[Records from a dataset]
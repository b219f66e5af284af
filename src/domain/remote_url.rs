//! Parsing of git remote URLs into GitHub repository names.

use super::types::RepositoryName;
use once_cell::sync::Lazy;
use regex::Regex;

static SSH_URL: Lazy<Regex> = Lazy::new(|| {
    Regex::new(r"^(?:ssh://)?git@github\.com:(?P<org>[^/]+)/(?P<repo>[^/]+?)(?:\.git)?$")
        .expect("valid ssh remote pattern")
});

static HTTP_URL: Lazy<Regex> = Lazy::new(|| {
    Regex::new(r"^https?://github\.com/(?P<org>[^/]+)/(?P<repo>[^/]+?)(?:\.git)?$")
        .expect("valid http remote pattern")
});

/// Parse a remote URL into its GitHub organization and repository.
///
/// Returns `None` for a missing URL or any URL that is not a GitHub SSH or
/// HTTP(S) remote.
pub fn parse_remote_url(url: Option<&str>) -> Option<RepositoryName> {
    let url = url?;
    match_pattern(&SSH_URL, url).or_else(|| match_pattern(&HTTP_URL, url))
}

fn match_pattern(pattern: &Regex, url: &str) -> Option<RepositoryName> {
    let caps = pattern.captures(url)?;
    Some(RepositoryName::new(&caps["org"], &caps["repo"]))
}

* * *

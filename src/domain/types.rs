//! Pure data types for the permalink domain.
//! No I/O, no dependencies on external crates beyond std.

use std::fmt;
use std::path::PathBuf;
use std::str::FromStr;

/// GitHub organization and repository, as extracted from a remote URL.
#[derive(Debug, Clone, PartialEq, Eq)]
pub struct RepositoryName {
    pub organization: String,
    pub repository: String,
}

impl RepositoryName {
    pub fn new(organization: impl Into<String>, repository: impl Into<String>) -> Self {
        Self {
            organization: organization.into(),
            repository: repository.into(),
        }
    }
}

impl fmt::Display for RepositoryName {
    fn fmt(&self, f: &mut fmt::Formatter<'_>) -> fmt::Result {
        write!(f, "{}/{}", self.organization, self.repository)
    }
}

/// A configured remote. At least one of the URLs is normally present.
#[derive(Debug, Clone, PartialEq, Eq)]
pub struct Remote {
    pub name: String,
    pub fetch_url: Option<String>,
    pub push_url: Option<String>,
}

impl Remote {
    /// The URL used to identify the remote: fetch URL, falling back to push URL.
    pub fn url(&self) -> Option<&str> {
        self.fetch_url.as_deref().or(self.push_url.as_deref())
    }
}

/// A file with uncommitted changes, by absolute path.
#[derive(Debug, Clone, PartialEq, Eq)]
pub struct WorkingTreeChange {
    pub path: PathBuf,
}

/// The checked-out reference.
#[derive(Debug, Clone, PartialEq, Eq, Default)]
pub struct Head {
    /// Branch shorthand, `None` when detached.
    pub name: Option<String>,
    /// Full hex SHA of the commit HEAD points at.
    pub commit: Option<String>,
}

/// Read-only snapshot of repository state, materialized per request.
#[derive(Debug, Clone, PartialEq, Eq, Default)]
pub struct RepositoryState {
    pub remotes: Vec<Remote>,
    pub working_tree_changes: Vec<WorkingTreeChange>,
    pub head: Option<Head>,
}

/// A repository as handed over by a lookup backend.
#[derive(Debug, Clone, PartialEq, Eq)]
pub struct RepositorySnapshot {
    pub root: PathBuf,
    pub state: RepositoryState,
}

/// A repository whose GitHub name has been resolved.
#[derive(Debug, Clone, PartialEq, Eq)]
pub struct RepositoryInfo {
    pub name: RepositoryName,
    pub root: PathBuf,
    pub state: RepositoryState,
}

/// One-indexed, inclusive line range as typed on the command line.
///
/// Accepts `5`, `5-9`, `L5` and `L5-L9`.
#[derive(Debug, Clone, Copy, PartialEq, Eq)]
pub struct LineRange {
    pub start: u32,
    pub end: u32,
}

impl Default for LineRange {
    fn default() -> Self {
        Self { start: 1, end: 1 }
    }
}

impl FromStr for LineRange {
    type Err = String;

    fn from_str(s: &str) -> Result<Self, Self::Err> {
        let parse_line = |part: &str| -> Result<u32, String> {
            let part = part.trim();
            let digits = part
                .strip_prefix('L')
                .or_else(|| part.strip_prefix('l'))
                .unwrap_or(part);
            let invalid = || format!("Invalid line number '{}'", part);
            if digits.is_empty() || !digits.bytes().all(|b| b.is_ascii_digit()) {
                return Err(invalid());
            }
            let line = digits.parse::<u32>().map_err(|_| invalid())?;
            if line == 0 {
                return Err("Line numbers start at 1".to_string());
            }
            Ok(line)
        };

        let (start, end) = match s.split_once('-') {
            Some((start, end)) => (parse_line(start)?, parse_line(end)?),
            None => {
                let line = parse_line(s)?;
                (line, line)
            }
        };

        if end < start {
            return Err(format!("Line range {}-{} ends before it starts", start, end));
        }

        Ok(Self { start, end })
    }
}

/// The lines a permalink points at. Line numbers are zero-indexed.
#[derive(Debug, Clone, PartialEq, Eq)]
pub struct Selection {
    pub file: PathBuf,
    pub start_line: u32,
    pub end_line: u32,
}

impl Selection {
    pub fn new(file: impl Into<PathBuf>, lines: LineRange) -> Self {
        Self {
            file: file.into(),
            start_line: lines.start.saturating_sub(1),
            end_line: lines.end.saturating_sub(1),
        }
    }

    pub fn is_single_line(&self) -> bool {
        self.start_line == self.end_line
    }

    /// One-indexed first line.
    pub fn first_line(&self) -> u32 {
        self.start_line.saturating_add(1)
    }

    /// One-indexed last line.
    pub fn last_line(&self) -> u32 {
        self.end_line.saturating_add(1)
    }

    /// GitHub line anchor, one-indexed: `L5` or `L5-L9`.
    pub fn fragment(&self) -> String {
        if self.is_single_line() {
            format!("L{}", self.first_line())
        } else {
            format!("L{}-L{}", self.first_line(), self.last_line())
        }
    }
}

→ WORK INSTRUCTIONS
All that belongs in your answer is the stretch of entries above from the line with "repository b219f66e5af284af" through the line with "let url = url?;", printed exactly.

→ RESPONSE BELOW
repository b219f66e5af284af
filename src/domain/remote_url.rs
//! Parsing of git remote URLs into GitHub repository names.

use super::types::RepositoryName;
use once_cell::sync::Lazy;
use regex::Regex;

static SSH_URL: Lazy<Regex> = Lazy::new(|| {
    Regex::new(r"^(?:ssh://)?git@github\.com:(?P<org>[^/]+)/(?P<repo>[^/]+?)(?:\.git)?$")
        .expect("valid ssh remote pattern")
});

static HTTP_URL: Lazy<Regex> = Lazy::new(|| {
    Regex::new(r"^https?://github\.com/(?P<org>[^/]+)/(?P<repo>[^/]+?)(?:\.git)?$")
        .expect("valid http remote pattern")
});

/// Parse a remote URL into its GitHub organization and repository.
///
/// Returns `None` for a missing URL or any URL that is not a GitHub SSH or
/// HTTP(S) remote.
pub fn parse_remote_url(url: Option<&str>) -> Option<RepositoryName> {
    let url = url?;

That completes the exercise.